**Description of the task:** From the first line to the last, write out the data below exactly.

**Materials provided:**

○ ○ ○ ○ ○ ○ ○

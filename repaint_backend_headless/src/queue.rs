// Copyright 2026 the Repaint Authors
// SPDX-License-Identifier: Apache-2.0 OR MIT

//! Internal event queue utilities.

use std::collections::VecDeque;

/// Unbounded FIFO queue that remembers its deepest backlog.
///
/// Events are never dropped: a lost wake-up or flush completion would stall
/// the scheduler forever.
#[derive(Debug, Clone)]
pub(crate) struct EventQueue<T> {
    items: VecDeque<T>,
    high_water: usize,
}

impl<T> Default for EventQueue<T> {
    fn default() -> Self {
        Self {
            items: VecDeque::new(),
            high_water: 0,
        }
    }
}

impl<T> EventQueue<T> {
    pub(crate) fn push(&mut self, item: T) {
        self.items.push_back(item);
        self.high_water = self.high_water.max(self.items.len());
    }

    pub(crate) fn pop(&mut self) -> Option<T> {
        self.items.pop_front()
    }

    pub(crate) fn len(&self) -> usize {
        self.items.len()
    }

    pub(crate) fn is_empty(&self) -> bool {
        self.items.is_empty()
    }

    pub(crate) fn high_water(&self) -> usize {
        self.high_water
    }
}

#[cfg(test)]
mod tests {
    use super::EventQueue;

    #[test]
    fn pops_in_push_order() {
        let mut queue = EventQueue::default();
        queue.push(1_u32);
        queue.push(2_u32);
        queue.push(3_u32);

        assert_eq!(queue.pop(), Some(1_u32));
        assert_eq!(queue.pop(), Some(2_u32));
        assert_eq!(queue.pop(), Some(3_u32));
        assert_eq!(queue.pop(), None);
    }

    #[test]
    fn high_water_survives_draining() {
        let mut queue = EventQueue::default();
        queue.push(1_u32);
        queue.push(2_u32);
        let _ = queue.pop();
        queue.push(3_u32);
        let _ = queue.pop();
        let _ = queue.pop();

        assert_eq!(queue.len(), 0);
        assert_eq!(queue.high_water(), 2);
    }

    #[test]
    fn empty_queue_reports_is_empty() {
        let mut queue = EventQueue::default();
        assert!(queue.is_empty());

        queue.push(1_u32);
        assert!(!queue.is_empty());

        let _ = queue.pop();
        assert!(queue.is_empty());
    }
}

○ ○ ○ ○ ○ ○ ○

**Exercise response:**
filename repaint_backend_headless/src/queue.rs
// Copyright 2026 the Repaint Authors
// SPDX-License-Identifier: Apache-2.0 OR MIT

//! Internal event queue utilities.

use std::collections::VecDeque;

/// Unbounded FIFO queue that remembers its deepest backlog.
///
/// Events are never dropped: a lost wake-up or flush completion would stall
/// the scheduler forever.
#[derive(Debug, Clone)]
pub(crate) struct EventQueue<T> {
    items: VecDeque<T>,
    high_water: usize,
}

impl<T> Default for EventQueue<T> {
    fn default() -> Self {
        Self {
            items: VecDeque::new(),
            high_water: 0,
        }
    }
}

impl<T> EventQueue<T> {
    pub(crate) fn push(&mut self, item: T) {
        self.items.push_back(item);
        self.high_water = self.high_water.max(self.items.len());
    }

    pub(crate) fn pop(&mut self) -> Option<T> {
        self.items.pop_front()
    }

    pub(crate) fn len(&self) -> usize {
        self.items.len()
    }

    pub(crate) fn is_empty(&self) -> bool {
        self.items.is_empty()
    }

    pub(crate) fn high_water(&self) -> usize {
        self.high_water
    }
}

#[cfg(test)]
mod tests {
    use super::EventQueue;

    #[test]
    fn pops_in_push_order() {
        let mut queue = EventQueue::default();
        queue.push(1_u32);
        queue.push(2_u32);
        queue.push(3_u32);

        assert_eq!(queue.pop(), Some(1_u32));
        assert_eq!(queue.pop(), Some(2_u32));
        assert_eq!(queue.pop(), Some(3_u32));
        assert_eq!(queue.pop(), None);
    }

    #[test]
    fn high_water_survives_draining() {
        let mut queue = EventQueue::default();
        queue.push(1_u32);
        queue.push(2_u32);
        let _ = queue.pop();
        queue.push(3_u32);
        let _ = queue.pop();
        let _ = queue.pop();

        assert_eq!(queue.len(), 0);
        assert_eq!(queue.high_water(), 2);
    }

    #[test]
    fn empty_queue_reports_is_empty() {
        let mut queue = EventQueue::default();
        assert!(queue.is_empty());

        queue.push(1_u32);
        assert!(!queue.is_empty());

        let _ = queue.pop();
        assert!(queue.is_empty());
    }
}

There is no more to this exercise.